When I first discovered Indian food some 20 years ago, dal was the one dish I never quite understood. Next to the spicy, flavorful curries and tandoori dishes, I just didn't grasp the appeal of dal. It was usually watery thin, lifelessly brown in color, and relatively tasteless. Perhaps that was more a reflection of where I was eating than the potential for deliciousness among Indian dal. I have little doubt that prepared by a wonderful Indian home cook, dal wouldn't disappoint. That said, it wasn't until I started experimenting with Afghan dal that I started to see the beauty of this humble, soulful dish.

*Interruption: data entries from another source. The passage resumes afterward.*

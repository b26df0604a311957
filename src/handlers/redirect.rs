use crate::{db, AppState};
use axum::{
    extract::{Path, State},
    http::{header, StatusCode},
    response::{IntoResponse, Response},
};
use std::sync::Arc;

/// Outcome of a failed resolution. `NotFound` and `NoActiveLinks` are
/// terminal for the caller; a `Database` failure is transient and the whole
/// resolution is safe to retry, because the hit increment either fully
/// committed (and a URL was returned) or did not happen at all.
#[derive(Debug, thiserror::Error)]
pub enum ResolveError {
    #[error("short code is not registered")]
    NotFound,

    #[error("record has no active target links")]
    NoActiveLinks,

    #[error(transparent)]
    Database(#[from] sqlx::Error),
}

/// Resolve a short code to its next destination.
///
/// 1. Map the short code to a record id — in-memory cache first, store on a
///    miss (the association is immutable, so the cache can never go stale
///    short of a delete).
/// 2. Let the store atomically pick the least-hit active link and increment
///    its counter in one statement. No row back means either the record has
///    no active links, or it was deleted after being cached — the store is
///    re-checked to tell the two apart.
pub async fn resolve(state: &AppState, short_code: &str) -> Result<String, ResolveError> {
    let redirect_id = match state.cache.get(short_code) {
        Some(id) => id,
        None => match db::get_redirect_id_by_code(&state.db, short_code).await? {
            Some(id) => {
                // Backfill the cache for next time
                state.cache.set(short_code, id);
                id
            }
            None => return Err(ResolveError::NotFound),
        },
    };

    match db::select_and_increment(&state.db, redirect_id).await? {
        Some(link) => Ok(link.url),
        None => {
            if db::redirect_exists(&state.db, redirect_id).await? {
                Err(ResolveError::NoActiveLinks)
            } else {
                // Deleted since it was cached; drop the stale entry.
                state.cache.remove(short_code);
                Err(ResolveError::NotFound)
            }
        }
    }
}

/// GET /go/:short_code
///
/// 302 with `Location` on success; 404 with a distinct plain-text message
/// for an unknown code vs a record with nothing active; 500 on a store
/// failure (retryable).
pub async fn redirect(
    State(state): State<Arc<AppState>>,
    Path(short_code): Path<String>,
) -> Response {
    match resolve(&state, &short_code).await {
        Ok(url) => (StatusCode::FOUND, [(header::LOCATION, url)]).into_response(),
        Err(ResolveError::NotFound) => (
            StatusCode::NOT_FOUND,
            "Not Found: The requested redirect link does not exist.",
        )
            .into_response(),
        Err(ResolveError::NoActiveLinks) => (
            StatusCode::NOT_FOUND,
            "No active target links available for this redirect.",
        )
            .into_response(),
        Err(ResolveError::Database(e)) => {
            tracing::error!("Redirect error for '{}': {:?}", short_code, e);
            (
                StatusCode::INTERNAL_SERVER_ERROR,
                "An error occurred during redirection.",
            )
                .into_response()
        }
    }
}

// ── Tests ──────────────────────────────────────────────────────────────────
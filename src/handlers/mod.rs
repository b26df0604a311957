pub mod api;
pub mod redirect;
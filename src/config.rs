use anyhow::{Context, Result};

#[derive(Debug, Clone)]
pub struct AppConfig {
    /// SQLite connection string, e.g. "sqlite:./golinks.db"
    pub database_url: String,

    /// Host to bind the HTTP server to, e.g. "0.0.0.0"
    pub host: String,

    /// Port to listen on
    pub port: u16,
}

impl AppConfig {
    /// Load configuration from environment variables (populated by dotenvy before this is called).
    pub fn from_env() -> Result<Self> {
        let port = std::env::var("PORT")
            .unwrap_or_else(|_| "3000".into())
            .parse::<u16>()
            .context("PORT must be a valid port number (1–65535)")?;

        Ok(Self {
            database_url: std::env::var("DATABASE_URL")
                .unwrap_or_else(|_| "sqlite:./golinks.db".into()),
            host: std::env::var("HOST").unwrap_or_else(|_| "0.0.0.0".into()),
            port,
        })
    }
}
use chrono::NaiveDateTime;
use serde::{Deserialize, Serialize};

/// A company redirect record from the `redirects` table, without its links.
#[derive(Debug, Clone, sqlx::FromRow)]
pub struct Redirect {
    pub id: i64,
    pub company_name: String,
    pub short_code: String,
    pub created_at: NaiveDateTime,
    pub updated_at: NaiveDateTime,
}

/// One candidate destination from the `target_links` table.
///
/// The row id is the stable identity of a link: hit increments are keyed on
/// it, so an administrative edit that reorders links cannot misattribute a
/// concurrent increment.
#[derive(Debug, Clone, sqlx::FromRow, Serialize)]
#[serde(rename_all = "camelCase")]
pub struct TargetLink {
    pub id: i64,
    pub name: String,
    pub url: String,
    pub active: bool,
    pub hits: i64,
}

/// A redirect record joined with its ordered target links — the JSON shape
/// served by the admin API.
#[derive(Debug, Clone, Serialize)]
#[serde(rename_all = "camelCase")]
pub struct RedirectWithLinks {
    pub id: i64,
    pub company_name: String,
    pub short_code: String,
    pub target_links: Vec<TargetLink>,
    pub created_at: NaiveDateTime,
    pub updated_at: NaiveDateTime,
}

/// A target link as submitted in an administrative update. The whole link
/// list is replaced in one transaction, so each entry carries its full state
/// (including `hits`, which an admin edit may deliberately reset).
#[derive(Debug, Clone, Deserialize)]
#[serde(rename_all = "camelCase")]
pub struct TargetLinkInput {
    #[serde(default = "default_link_name")]
    pub name: String,
    pub url: String,
    #[serde(default = "default_active")]
    pub active: bool,
    #[serde(default)]
    pub hits: i64,
}

fn default_link_name() -> String {
    "New Link".to_owned()
}

fn default_active() -> bool {
    true
}
use crate::{
    cache::CodeCache,
    models::{Redirect, RedirectWithLinks, TargetLink, TargetLinkInput},
};
use sqlx::SqlitePool;

// ── Warm-up ────────────────────────────────────────────────────────────────

/// Load every short code → record id mapping into the in-memory cache at
/// startup.
pub async fn warm_cache(pool: &SqlitePool, cache: &CodeCache) -> anyhow::Result<()> {
    let rows: Vec<(String, i64)> = sqlx::query_as("SELECT short_code, id FROM redirects")
        .fetch_all(pool)
        .await?;

    let count = rows.len();
    for (short_code, id) in rows {
        cache.set(short_code, id);
    }

    tracing::info!("Cache warmed with {} redirect record(s)", count);
    Ok(())
}

// ── Redirect records ───────────────────────────────────────────────────────

/// Resolve a short code to its record id (read path of the redirect route).
pub async fn get_redirect_id_by_code(
    pool: &SqlitePool,
    short_code: &str,
) -> Result<Option<i64>, sqlx::Error> {
    sqlx::query_scalar("SELECT id FROM redirects WHERE short_code = ?1")
        .bind(short_code)
        .fetch_optional(pool)
        .await
}

pub async fn redirect_exists(pool: &SqlitePool, id: i64) -> Result<bool, sqlx::Error> {
    let found: Option<i64> = sqlx::query_scalar("SELECT id FROM redirects WHERE id = ?1")
        .bind(id)
        .fetch_optional(pool)
        .await?;

    Ok(found.is_some())
}

/// Fetch a single record by its primary key, without links.
pub async fn get_redirect_by_id(
    pool: &SqlitePool,
    id: i64,
) -> Result<Option<Redirect>, sqlx::Error> {
    sqlx::query_as(
        "SELECT id, company_name, short_code, created_at, updated_at
         FROM redirects WHERE id = ?1",
    )
    .bind(id)
    .fetch_optional(pool)
    .await
}

/// Fetch a single record by company name (names are stored lowercased, so
/// callers must lowercase before lookup).
pub async fn get_redirect_by_company(
    pool: &SqlitePool,
    company_name: &str,
) -> Result<Option<Redirect>, sqlx::Error> {
    sqlx::query_as(
        "SELECT id, company_name, short_code, created_at, updated_at
         FROM redirects WHERE company_name = ?1",
    )
    .bind(company_name)
    .fetch_optional(pool)
    .await
}

/// Fetch a record with its ordered target links by short code.
pub async fn get_redirect_by_code(
    pool: &SqlitePool,
    short_code: &str,
) -> Result<Option<RedirectWithLinks>, sqlx::Error> {
    let redirect: Option<Redirect> = sqlx::query_as(
        "SELECT id, company_name, short_code, created_at, updated_at
         FROM redirects WHERE short_code = ?1",
    )
    .bind(short_code)
    .fetch_optional(pool)
    .await?;

    match redirect {
        Some(r) => Ok(Some(with_links(pool, r).await?)),
        None => Ok(None),
    }
}

/// Return all records with their links, newest first.
pub async fn get_all_redirects(pool: &SqlitePool) -> Result<Vec<RedirectWithLinks>, sqlx::Error> {
    let redirects: Vec<Redirect> = sqlx::query_as(
        "SELECT id, company_name, short_code, created_at, updated_at
         FROM redirects ORDER BY created_at DESC, id DESC",
    )
    .fetch_all(pool)
    .await?;

    let mut result = Vec::with_capacity(redirects.len());
    for redirect in redirects {
        result.push(with_links(pool, redirect).await?);
    }

    Ok(result)
}

/// Insert a new record (no links yet) and return the created row.
pub async fn create_redirect(
    pool: &SqlitePool,
    company_name: &str,
    short_code: &str,
) -> Result<RedirectWithLinks, sqlx::Error> {
    let id = sqlx::query("INSERT INTO redirects (company_name, short_code) VALUES (?1, ?2)")
        .bind(company_name)
        .bind(short_code)
        .execute(pool)
        .await?
        .last_insert_rowid();

    let redirect: Redirect = sqlx::query_as(
        "SELECT id, company_name, short_code, created_at, updated_at
         FROM redirects WHERE id = ?1",
    )
    .bind(id)
    .fetch_one(pool)
    .await?;

    with_links(pool, redirect).await
}

/// Replace a record's company name and whole target-link list in one
/// transaction. This whole-array replace is only for infrequent admin edits;
/// the hit-increment path never goes through here.
pub async fn update_redirect(
    pool: &SqlitePool,
    id: i64,
    company_name: &str,
    links: &[TargetLinkInput],
) -> Result<Option<RedirectWithLinks>, sqlx::Error> {
    let mut tx = pool.begin().await?;

    let affected = sqlx::query(
        "UPDATE redirects SET company_name = ?1, updated_at = CURRENT_TIMESTAMP WHERE id = ?2",
    )
    .bind(company_name)
    .bind(id)
    .execute(&mut *tx)
    .await?
    .rows_affected();

    if affected == 0 {
        return Ok(None);
    }

    sqlx::query("DELETE FROM target_links WHERE redirect_id = ?1")
        .bind(id)
        .execute(&mut *tx)
        .await?;

    for (position, link) in links.iter().enumerate() {
        sqlx::query(
            "INSERT INTO target_links (redirect_id, position, name, url, active, hits)
             VALUES (?1, ?2, ?3, ?4, ?5, ?6)",
        )
        .bind(id)
        .bind(position as i64)
        .bind(link.name.trim())
        .bind(link.url.trim())
        .bind(link.active)
        .bind(link.hits)
        .execute(&mut *tx)
        .await?;
    }

    tx.commit().await?;

    let redirect: Redirect = sqlx::query_as(
        "SELECT id, company_name, short_code, created_at, updated_at
         FROM redirects WHERE id = ?1",
    )
    .bind(id)
    .fetch_one(pool)
    .await?;

    Ok(Some(with_links(pool, redirect).await?))
}

/// Permanently delete a record (cascades to its links via FK).
pub async fn delete_redirect(pool: &SqlitePool, id: i64) -> Result<bool, sqlx::Error> {
    let affected = sqlx::query("DELETE FROM redirects WHERE id = ?1")
        .bind(id)
        .execute(pool)
        .await?
        .rows_affected();

    Ok(affected > 0)
}

// ── Target links ───────────────────────────────────────────────────────────

/// A record's links in stored order.
pub async fn get_target_links(
    pool: &SqlitePool,
    redirect_id: i64,
) -> Result<Vec<TargetLink>, sqlx::Error> {
    sqlx::query_as(
        "SELECT id, name, url, active, hits
         FROM target_links WHERE redirect_id = ?1 ORDER BY position ASC",
    )
    .bind(redirect_id)
    .fetch_all(pool)
    .await
}

/// Pick the least-loaded active link of a record and increment its hit
/// counter, as a single atomic statement.
///
/// Selection and increment are indivisible: two concurrent resolutions for
/// the same record can never both choose from the same stale baseline, and
/// the increment has committed if and only if a row comes back. Ties on
/// `hits` break to the smallest `position`, so the choice is deterministic.
///
/// Returns `None` when the record has no active links (or does not exist —
/// the caller distinguishes via [`redirect_exists`]).
pub async fn select_and_increment(
    pool: &SqlitePool,
    redirect_id: i64,
) -> Result<Option<TargetLink>, sqlx::Error> {
    // `fetch_all`, not `fetch_optional`: abandoning a write-with-RETURNING
    // statement after its first row leaves the implicit transaction open on
    // the pooled connection, so the increment would not be committed when
    // this function returns. Stepping to completion upholds the contract
    // above. At most one row can match the LIMIT 1 subquery.
    let mut rows: Vec<TargetLink> = sqlx::query_as(
        "UPDATE target_links
         SET hits = hits + 1
         WHERE id = (SELECT id FROM target_links
                     WHERE redirect_id = ?1 AND active = 1
                     ORDER BY hits ASC, position ASC
                     LIMIT 1)
         RETURNING id, name, url, active, hits",
    )
    .bind(redirect_id)
    .fetch_all(pool)
    .await?;

    Ok(rows.pop())
}

// ── Private helpers ────────────────────────────────────────────────────────

async fn with_links(
    pool: &SqlitePool,
    redirect: Redirect,
) -> Result<RedirectWithLinks, sqlx::Error> {
    let target_links = get_target_links(pool, redirect.id).await?;

    Ok(RedirectWithLinks {
        id: redirect.id,
        company_name: redirect.company_name,
        short_code: redirect.short_code,
        target_links,
        created_at: redirect.created_at,
        updated_at: redirect.updated_at,
    })
}

// ── Tests ──────────────────────────────────────────────────────────────────

#[cfg(test)]
mod tests {
    use super::*;
    use crate::models::TargetLinkInput;
    use sqlx::sqlite::{SqliteConnectOptions, SqlitePoolOptions};

    async fn test_pool() -> SqlitePool {
        let options = "sqlite::memory:"
            .parse::<SqliteConnectOptions>()
            .unwrap()
            .foreign_keys(true);

        let pool = SqlitePoolOptions::new()
            .max_connections(1)
            .connect_with(options)
            .await
            .unwrap();

        sqlx::migrate!("./migrations").run(&pool).await.unwrap();
        pool
    }

    fn link(name: &str, url: &str, active: bool, hits: i64) -> TargetLinkInput {
        TargetLinkInput {
            name: name.to_owned(),
            url: url.to_owned(),
            active,
            hits,
        }
    }

    async fn seed(pool: &SqlitePool, links: &[TargetLinkInput]) -> i64 {
        let created = create_redirect(pool, "acme", "abc1234").await.unwrap();
        update_redirect(pool, created.id, "acme", links)
            .await
            .unwrap()
            .unwrap();
        created.id
    }

    #[tokio::test]
    async fn select_prefers_strictly_smallest_hits() {
        let pool = test_pool().await;
        let id = seed(
            &pool,
            &[
                link("a", "https://a.example.com", true, 5),
                link("b", "https://b.example.com", true, 2),
            ],
        )
        .await;

        let chosen = select_and_increment(&pool, id).await.unwrap().unwrap();
        assert_eq!(chosen.url, "https://b.example.com");
        assert_eq!(chosen.hits, 3);
    }

    #[tokio::test]
    async fn select_breaks_ties_by_stored_order() {
        let pool = test_pool().await;
        let id = seed(
            &pool,
            &[
                link("a", "https://a.example.com", true, 3),
                link("b", "https://b.example.com", true, 3),
                link("c", "https://c.example.com", false, 1),
            ],
        )
        .await;

        // First pick: a and b tie at 3, a is first in stored order; the
        // inactive c with the globally smallest count never interferes.
        let first = select_and_increment(&pool, id).await.unwrap().unwrap();
        assert_eq!(first.url, "https://a.example.com");
        assert_eq!(first.hits, 4);

        // Second pick: b is now the strict minimum among active links.
        let second = select_and_increment(&pool, id).await.unwrap().unwrap();
        assert_eq!(second.url, "https://b.example.com");
        assert_eq!(second.hits, 4);
    }

    #[tokio::test]
    async fn select_skips_inactive_links() {
        let pool = test_pool().await;
        let id = seed(
            &pool,
            &[
                link("off", "https://off.example.com", false, 0),
                link("on", "https://on.example.com", true, 9),
            ],
        )
        .await;

        let chosen = select_and_increment(&pool, id).await.unwrap().unwrap();
        assert_eq!(chosen.url, "https://on.example.com");

        let links = get_target_links(&pool, id).await.unwrap();
        assert_eq!(links[0].hits, 0, "inactive link's counter stays frozen");
    }

    #[tokio::test]
    async fn select_returns_none_without_active_links() {
        let pool = test_pool().await;
        let id = seed(&pool, &[link("off", "https://off.example.com", false, 0)]).await;

        assert!(select_and_increment(&pool, id).await.unwrap().is_none());
        // Unknown record behaves the same at this layer.
        assert!(select_and_increment(&pool, id + 999).await.unwrap().is_none());
    }

    #[tokio::test]
    async fn increment_touches_parent_updated_at() {
        let pool = test_pool().await;
        let id = seed(&pool, &[link("a", "https://a.example.com", true, 0)]).await;

        // Force a visibly older timestamp, then resolve once.
        sqlx::query("UPDATE redirects SET updated_at = '2000-01-01 00:00:00' WHERE id = ?1")
            .bind(id)
            .execute(&pool)
            .await
            .unwrap();

        select_and_increment(&pool, id).await.unwrap().unwrap();

        let redirect = get_redirect_by_id(&pool, id).await.unwrap().unwrap();
        assert!(chrono::Datelike::year(&redirect.updated_at) > 2000);
    }

    #[tokio::test]
    async fn update_replaces_whole_link_list() {
        let pool = test_pool().await;
        let id = seed(
            &pool,
            &[
                link("a", "https://a.example.com", true, 7),
                link("b", "https://b.example.com", true, 7),
            ],
        )
        .await;

        let updated = update_redirect(
            &pool,
            id,
            "acme widgets",
            &[link("c", "https://c.example.com", true, 0)],
        )
        .await
        .unwrap()
        .unwrap();

        assert_eq!(updated.company_name, "acme widgets");
        assert_eq!(updated.target_links.len(), 1);
        assert_eq!(updated.target_links[0].url, "https://c.example.com");
        assert_eq!(updated.target_links[0].hits, 0);
    }

    #[tokio::test]
    async fn update_unknown_record_is_none() {
        let pool = test_pool().await;
        assert!(update_redirect(&pool, 42, "ghost", &[]).await.unwrap().is_none());
    }

    #[tokio::test]
    async fn delete_cascades_to_links() {
        let pool = test_pool().await;
        let id = seed(&pool, &[link("a", "https://a.example.com", true, 0)]).await;

        assert!(delete_redirect(&pool, id).await.unwrap());
        assert!(get_target_links(&pool, id).await.unwrap().is_empty());
        assert!(!delete_redirect(&pool, id).await.unwrap());
    }

    #[tokio::test]
    async fn duplicate_company_name_violates_unique_constraint() {
        let pool = test_pool().await;
        create_redirect(&pool, "acme", "code0001").await.unwrap();

        let err = create_redirect(&pool, "acme", "code0002").await.unwrap_err();
        assert!(err.to_string().contains("UNIQUE"));
    }
}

Dal refers to an entire category of legumes which includes many sizes and colors of lentils and split peas. Although tiny yellow lentils are the most common variety used for Afghan dal, I prefer red lentils because they are easy to find in ordinary markets and cook quickly. The color is more pinkish orange than red, and turns pale yellow when cooked. Regardless of the variety, all these legumes are incredibly cheap, easy to prepare (none of the pre-soaking that is required for beans) and jam packed with nutrients.
Afghan dal is a little thicker, less soupy, than Indian dal. It's typically served with nan bread or challaw (white rice). Humaira's family is fond of eating it with yogurt, a practice I've come to adopt myself. Here is a recipe for dal made with plenty of onions and garlic, fresh ginger, a touch of cumin and cayenne pepper. I've also added a teaspoon of turmeric which brightens up the color. Served with warm pita bread and yogurt, it makes a complete and very wholesome meal that's even better the next day.
Afghan Dal with Ginger and Cumin
2 tsp. olive oil
1 finely chopped medium onion
2 cloves minced garlic
1 1/2 tbsp. fincely minced fresh ginger
1 tsp. ground turmeric
1/2 tsp. ground cumin
1/8 tsp. ground cayenne
1 cup red lentils
2 1/2 cups low-sodium chicken broth (or vegetable broth)
2 tbsp. fresh lemon juice
1 tsp. kosher salt
Heat the olive oil over medium-low heat in a medium sauce pan. Add the onion, garlic and ginger and saute for about 5 minutes until the onion is translucent. Add the turmeric, cumin, cayenne, lentils and broth, stir and turn the heat up to high. When the liquid boils, turn the heat down to a simmer, cover and cook until the lentils are very tender, about 15 minutes. Remove from heat and add the lemon juice and salt. Serve with a spoonful of plain yogurt and warm pita or nan bread.